During our first swim together on the beach below the town, we were struck by various kinds of creatures which inhabited the warmth of the shallows; a yellowish fish which squeezed into the gaps in the rocks on the sea-bottom and which, following a few minutes of observation, revealed itself to be touched with shades of crimson and azure; another fish, at first grey, then, when the light touched it, alive with hints of deep purple, which followed after us as we disturbed the sand with our feet (and which we eventually realized were not attempting to consume our toes, but which, in fact, were presumably feeding on the invertebrates and plankton which we disturbed in the sand), and schools of tiny, electric blue, fish, which came in various different sizes.

At Skala Skamnias, I found myself standing where a mountain-nurtured stream, its source somewhere in the forests and olive groves high above, emptied into the Strait of Mytilene, searching for waterbirds and amphibians on the marshy banks with which it was fringed.

Upon reflection, it struck me that my fellow researchers and I were engaging with an ongoing tradition of naturalism on Lesvos which stretches back to antiquity. Not only is contemporary Lesvos, and Molyvos in particular, a destination for birdwatchers from across the world, but Aristotle, in the fourth century before the common era, composed his surprisingly accurate treatises on zoology and biology just across the mountains on the shores of the Gulf of Kalloni, then called the Lagoon of Pyrrha.

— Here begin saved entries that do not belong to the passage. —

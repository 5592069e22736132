//! Pure formatting functions for command output.
//!
//! Everything here returns a `String` so the exact text can be tested;
//! printing happens in the parent module.

use crate::domain::{Author, SemverTag};
use crate::tags::Increment;

/// How `tag last` renders a tag
#[derive(Debug, Clone, Copy, PartialEq, Eq, clap::ValueEnum)]
pub enum TagFormat {
    /// Tag name followed by the commit hash
    Full,
    /// Tag name only
    Tag,
}

/// `Increment tag component [<component>] from <old> => <new> (<hash>)`
pub fn format_increment(increment: &Increment) -> String {
    format!(
        "Increment tag component [{}] from {} => {} ({})",
        increment.component,
        increment.previous.name(),
        increment.created.name(),
        increment.created.commit_hash()
    )
}

/// Render a tag as `<name> (<hash>)` or `<name>`
pub fn format_tag(tag: &SemverTag, format: TagFormat) -> String {
    match format {
        TagFormat::Full => format!("{} ({})", tag.name(), tag.commit_hash()),
        TagFormat::Tag => tag.name().to_string(),
    }
}

/// Render the authors table with columns padded to the widest entry.
///
/// Widths are measured in characters, not bytes.
pub fn format_authors_table(authors: &[Author]) -> String {
    if authors.is_empty() {
        return "No authors found\n".to_string();
    }

    let name_width = authors
        .iter()
        .map(|a| a.name.chars().count())
        .chain(std::iter::once("Name".len()))
        .max()
        .unwrap_or_default();
    let email_width = authors
        .iter()
        .map(|a| a.email.chars().count())
        .chain(std::iter::once("Email".len()))
        .max()
        .unwrap_or_default();

    let mut out = String::new();

    out.push_str(&format!(
        "{:<nw$} | {:<ew$} | {}\n",
        "Name",
        "Email",
        "Commits",
        nw = name_width,
        ew = email_width
    ));
    out.push_str(&format!(
        "{}-+-{}-+-{}\n",
        "-".repeat(name_width),
        "-".repeat(email_width),
        "-".repeat("Commits".len())
    ));

    for author in authors {
        out.push_str(&format!(
            "{:<nw$} | {:<ew$} | {}\n",
            author.name,
            author.email,
            author.commits,
            nw = name_width,
            ew = email_width
        ));
    }

    out.push_str(&format!("\nTotal authors: {}\n", authors.len()));
    out
}
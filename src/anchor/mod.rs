//! Ledger anchor: external write-once settlement surface
//!
//! Records transaction outcomes and channel settlements, and answers
//! whether a participant's channel deposit has been confirmed.

use crate::coordination::Decision;
use crate::error::CoordinatorResult;
use crate::types::{ChannelId, Hash, ShardId, TransactionId};

use async_trait::async_trait;
use chrono::{DateTime, Utc};
use serde::{Deserialize, Serialize};

/// Outcome of a cross-shard transaction
#[derive(Debug, Clone, PartialEq, Eq, Serialize, Deserialize)]
pub struct TransactionOutcomeRecord {
    pub transaction_id: TransactionId,
    pub decision: Decision,
    pub shard_ids: Vec<ShardId>,
}

/// Final settlement of a channel
#[derive(Debug, Clone, PartialEq, Eq, Serialize, Deserialize)]
pub struct ChannelSettlementRecord {
    #[serde(with = "crate::types::hex_hash")]
    pub channel_id: ChannelId,
    pub final_sequence: u64,
    #[serde(with = "crate::types::hex_hash")]
    pub final_state_hash: Hash,
    pub closed_at: DateTime<Utc>,
}

/// Write-once settlement surface
#[async_trait]
pub trait LedgerAnchor: Send + Sync {
    /// Fails with `AlreadyAnchored` if the transaction already has an outcome
    async fn record_transaction_outcome(
        &self,
        record: &TransactionOutcomeRecord,
    ) -> CoordinatorResult<()>;

    /// Fails with `AlreadyAnchored` if the channel is already settled
    async fn record_channel_settlement(
        &self,
        record: &ChannelSettlementRecord,
    ) -> CoordinatorResult<()>;

    /// Confirmed deposit amount for a channel participant, if any
    async fn confirmed_deposit(
        &self,
        channel_id: &ChannelId,
        participant: &str,
    ) -> CoordinatorResult<Option<u128>>;
}
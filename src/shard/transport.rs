//! Delivery of coordinator messages to shard participants

use super::message::{ShardMessage, ShardReply};
use super::participant::ShardParticipant;
use crate::error::{CoordinatorError, CoordinatorResult};
use crate::types::ShardId;

use async_trait::async_trait;
use dashmap::DashMap;
use std::sync::Arc;
use tracing::debug;

/// Message path from the coordinator to shard participants
#[cfg_attr(test, mockall::automock)]
#[async_trait]
pub trait ShardTransport: Send + Sync {
    /// Deliver one message and wait for the participant's reply
    async fn send(&self, msg: ShardMessage) -> CoordinatorResult<ShardReply>;
}

/// In-process transport routing to locally hosted participants
pub struct LocalTransport {
    participants: DashMap<ShardId, Arc<ShardParticipant>>,
}

impl LocalTransport {
    pub fn new() -> Self {
        Self {
            participants: DashMap::new(),
        }
    }

    /// Host a participant behind this transport
    pub fn attach(&self, participant: Arc<ShardParticipant>) {
        debug!("Attached participant for shard {}", participant.shard_id());
        self.participants.insert(participant.shard_id(), participant);
    }

    pub fn participant(&self, shard_id: ShardId) -> CoordinatorResult<Arc<ShardParticipant>> {
        self.participants
            .get(&shard_id)
            .map(|p| p.clone())
            .ok_or(CoordinatorError::ShardNotFound { shard_id })
    }

    pub fn participants(&self) -> Vec<Arc<ShardParticipant>> {
        self.participants.iter().map(|p| p.value().clone()).collect()
    }
}

impl Default for LocalTransport {
    fn default() -> Self {
        Self::new()
    }
}

#[async_trait]
impl ShardTransport for LocalTransport {
    async fn send(&self, msg: ShardMessage) -> CoordinatorResult<ShardReply> {
        let participant = self.participant(msg.shard_id)?;
        participant.handle(msg)
    }
}

#[cfg(test)]
mod tests {
    use super::*;
    use crate::shard::message::{MessagePhase, PrepareVote};
    use std::time::Duration;
    use uuid::Uuid;

    #[tokio::test]
    async fn test_routes_by_shard_id() {
        let transport = LocalTransport::new();
        transport.attach(Arc::new(ShardParticipant::new(4, Duration::from_secs(5))));

        let msg = ShardMessage {
            transaction_id: Uuid::new_v4(),
            shard_id: 4,
            phase: MessagePhase::Prepare,
            resource_keys: vec!["k".to_string()],
            payload_hash: [0; 32],
        };
        let reply = transport.send(msg.clone()).await.unwrap();
        assert_eq!(reply, ShardReply::Vote(PrepareVote::Ok));
        assert_eq!(transport.participant(4).unwrap().lock_holder("k"), Some(msg.transaction_id));

        let missing = ShardMessage { shard_id: 5, ..msg };
        assert!(matches!(
            transport.send(missing).await,
            Err(CoordinatorError::ShardNotFound { shard_id: 5 })
        ));
    }
}
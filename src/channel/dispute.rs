//! Dispute resolution for unilateral channel closes
//!
//! A unilateral close opens a challenge window. Any participant may submit
//! a fully signed update with a strictly higher sequence before the window
//! expires; the first such replacement restarts the window, later ones only
//! replace the candidate. Once the (possibly restarted) window has elapsed
//! the highest valid submission wins.

use super::ledger::verify_quorum;
use super::signature::SignatureScheme;
use super::update::ChannelUpdate;
use crate::error::{CoordinatorError, CoordinatorResult};
use crate::types::{channel_hex, ChannelId, Identity};

use serde::Serialize;
use std::time::Duration;
use tokio::time::Instant;
use tracing::{debug, info};

/// A competing final-state submission
#[derive(Debug, Clone)]
pub struct DisputeSubmission {
    pub submitted_by: Identity,
    pub update: ChannelUpdate,
}

#[derive(Debug, Clone)]
pub struct DisputeRecord {
    pub channel_id: ChannelId,
    /// Current highest submission
    pub candidate: DisputeSubmission,
    /// Earlier candidates replaced by higher sequences, in arrival order
    pub superseded: Vec<DisputeSubmission>,
    pub deadline: Instant,
    pub window_restarted: bool,
    /// Winning sequence once finalized
    pub resolution: Option<u64>,
}

impl DisputeRecord {
    pub fn candidate(&self) -> &ChannelUpdate {
        &self.candidate.update
    }

    pub fn submission_count(&self) -> usize {
        self.superseded.len() + 1
    }

    pub fn is_expired(&self) -> bool {
        Instant::now() >= self.deadline
    }

    pub fn summary(&self) -> DisputeSummary {
        DisputeSummary {
            candidate_sequence: self.candidate().sequence,
            submissions: self.submission_count(),
            window_restarted: self.window_restarted,
            remaining_ms: self
                .deadline
                .saturating_duration_since(Instant::now())
                .as_millis() as u64,
            resolution: self.resolution,
        }
    }
}

/// Serializable view of a dispute
#[derive(Debug, Clone, PartialEq, Eq, Serialize)]
pub struct DisputeSummary {
    pub candidate_sequence: u64,
    pub submissions: usize,
    pub window_restarted: bool,
    pub remaining_ms: u64,
    pub resolution: Option<u64>,
}

/// Result of a challenge submission
#[derive(Debug, Clone, Copy, PartialEq, Eq)]
pub struct ChallengeOutcome {
    pub sequence: u64,
    pub window_restarted: bool,
}

pub struct DisputeResolver {
    window: Duration,
}

impl DisputeResolver {
    pub fn new(window: Duration) -> Self {
        Self { window }
    }

    pub fn window(&self) -> Duration {
        self.window
    }

    /// Open a dispute with the unilateral close submission as first candidate
    pub fn open(
        &self,
        participants: &[Identity],
        submission: DisputeSubmission,
        scheme: &dyn SignatureScheme,
    ) -> CoordinatorResult<DisputeRecord> {
        verify_quorum(participants, &submission.update, scheme)?;

        info!(
            "Dispute opened on channel {} at sequence {} by {}",
            channel_hex(&submission.update.channel_id),
            submission.update.sequence,
            submission.submitted_by
        );

        Ok(DisputeRecord {
            channel_id: submission.update.channel_id,
            candidate: submission,
            superseded: Vec::new(),
            deadline: Instant::now() + self.window,
            window_restarted: false,
            resolution: None,
        })
    }

    /// Offer a competing submission while the window is open
    pub fn submit(
        &self,
        record: &mut DisputeRecord,
        participants: &[Identity],
        submission: DisputeSubmission,
        scheme: &dyn SignatureScheme,
    ) -> CoordinatorResult<ChallengeOutcome> {
        if record.resolution.is_some() || record.is_expired() {
            return Err(CoordinatorError::ChallengeWindowClosed {
                channel_id: channel_hex(&record.channel_id),
            });
        }
        if submission.update.channel_id != record.channel_id {
            return Err(CoordinatorError::InvalidUpdate(
                "submission for a different channel".to_string(),
            ));
        }

        let current = record.candidate().sequence;
        if submission.update.sequence <= current {
            return Err(CoordinatorError::SequenceStale {
                last: current,
                got: submission.update.sequence,
            });
        }

        verify_quorum(participants, &submission.update, scheme)?;

        let restart = !record.window_restarted;
        if restart {
            record.deadline = Instant::now() + self.window;
            record.window_restarted = true;
        }

        let sequence = submission.update.sequence;
        debug!(
            "Channel {} candidate {} -> {} (window restarted: {})",
            channel_hex(&record.channel_id),
            current,
            sequence,
            restart
        );
        let previous = std::mem::replace(&mut record.candidate, submission);
        record.superseded.push(previous);

        Ok(ChallengeOutcome {
            sequence,
            window_restarted: restart,
        })
    }

    /// Pick the winner once the window has elapsed
    pub fn finalize(&self, record: &mut DisputeRecord) -> CoordinatorResult<ChannelUpdate> {
        if !record.is_expired() {
            return Err(CoordinatorError::InvalidStateTransition {
                from: "disputed".to_string(),
                to: "closing (challenge window still open)".to_string(),
            });
        }

        let winner = select_highest(
            std::iter::once(&record.candidate).chain(record.superseded.iter()),
        )
        .cloned()
        .ok_or_else(|| CoordinatorError::Internal("dispute without submissions".to_string()))?;
        record.resolution = Some(winner.sequence);

        info!(
            "Dispute on channel {} resolved at sequence {}",
            channel_hex(&record.channel_id),
            winner.sequence
        );
        Ok(winner)
    }
}

/// Highest-sequence update among already validated submissions
pub fn select_highest<'a, I>(submissions: I) -> Option<&'a ChannelUpdate>
where
    I: IntoIterator<Item = &'a DisputeSubmission>,
{
    submissions
        .into_iter()
        .map(|s| &s.update)
        .max_by_key(|u| u.sequence)
}

#[cfg(test)]
mod tests {
    use super::*;
    use crate::channel::signature::{DigestKeyring, Signer};

    fn setup() -> (DigestKeyring, Vec<Identity>) {
        let keyring = DigestKeyring::new();
        keyring.insert("alice", b"a".to_vec());
        keyring.insert("bob", b"b".to_vec());
        (keyring, vec!["alice".to_string(), "bob".to_string()])
    }

    fn submission(keyring: &DigestKeyring, who: &str, seq: u64) -> DisputeSubmission {
        let alice = keyring.signer("alice").unwrap();
        let bob = keyring.signer("bob").unwrap();
        DisputeSubmission {
            submitted_by: who.to_string(),
            update: ChannelUpdate::new([4; 32], seq, &seq.to_be_bytes())
                .signed_by(&[&alice as &dyn Signer, &bob]),
        }
    }

    #[tokio::test(start_paused = true)]
    async fn test_window_restarts_exactly_once() {
        let (keyring, parts) = setup();
        let resolver = DisputeResolver::new(Duration::from_secs(60));
        let mut record = resolver
            .open(&parts, submission(&keyring, "alice", 7), &keyring)
            .unwrap();

        tokio::time::advance(Duration::from_secs(50)).await;
        let first = resolver
            .submit(&mut record, &parts, submission(&keyring, "bob", 9), &keyring)
            .unwrap();
        assert!(first.window_restarted);

        // restarted window runs a full 60s from the replacement
        tokio::time::advance(Duration::from_secs(30)).await;
        assert!(!record.is_expired());

        let second = resolver
            .submit(&mut record, &parts, submission(&keyring, "alice", 10), &keyring)
            .unwrap();
        assert!(!second.window_restarted);

        tokio::time::advance(Duration::from_secs(30)).await;
        assert!(record.is_expired());
        assert!(matches!(
            resolver.submit(&mut record, &parts, submission(&keyring, "bob", 11), &keyring),
            Err(CoordinatorError::ChallengeWindowClosed { .. })
        ));
        assert_eq!(resolver.finalize(&mut record).unwrap().sequence, 10);
        assert_eq!(record.resolution, Some(10));
    }

    #[tokio::test(start_paused = true)]
    async fn test_lower_or_unsigned_submissions_rejected() {
        let (keyring, parts) = setup();
        let resolver = DisputeResolver::new(Duration::from_secs(60));
        let mut record = resolver
            .open(&parts, submission(&keyring, "alice", 7), &keyring)
            .unwrap();

        assert!(matches!(
            resolver.submit(&mut record, &parts, submission(&keyring, "bob", 7), &keyring),
            Err(CoordinatorError::SequenceStale { last: 7, got: 7 })
        ));

        let mut unsigned = submission(&keyring, "bob", 8);
        unsigned.update.signatures.remove("alice");
        assert!(matches!(
            resolver.submit(&mut record, &parts, unsigned, &keyring),
            Err(CoordinatorError::QuorumNotMet { .. })
        ));

        // failed submissions do not consume the restart
        assert!(!record.window_restarted);
        assert!(matches!(
            resolver.finalize(&mut record),
            Err(CoordinatorError::InvalidStateTransition { .. })
        ));
    }

    #[test]
    fn test_select_highest() {
        let (keyring, _) = setup();
        let subs = vec![
            submission(&keyring, "alice", 3),
            submission(&keyring, "bob", 8),
            submission(&keyring, "alice", 5),
        ];
        assert_eq!(select_highest(&subs).map(|u| u.sequence), Some(8));
        assert!(select_highest(&Vec::<DisputeSubmission>::new()).is_none());
    }
}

Indeed, he discovered and formulated, through a similar type of hands-on engagement with the landscape and its denizens, human and non-human alike, the processes of metabolism, temperature regulation, reproduction and biological inheritance, and the quality of sentience. His pupil Theophrastos, inspired by this approach, extended this project to flora, and produced one of the most formidable and influential scientific and specifically botanical texts which survive from the ancient world.

Though my fellow researchers and I may not have been thinking of Aristotle or Theophrastos as we engaged with nature here on Lesvos, we were taking part in an activity and a project which is rooted deep in the past and deep in the landscape of the island, and which presented a telling moment of confluence between past and present, between modernity and antiquity. Such diachronic moments of communion may represent the most emotionally and intellectually affecting experience which the historian may seek.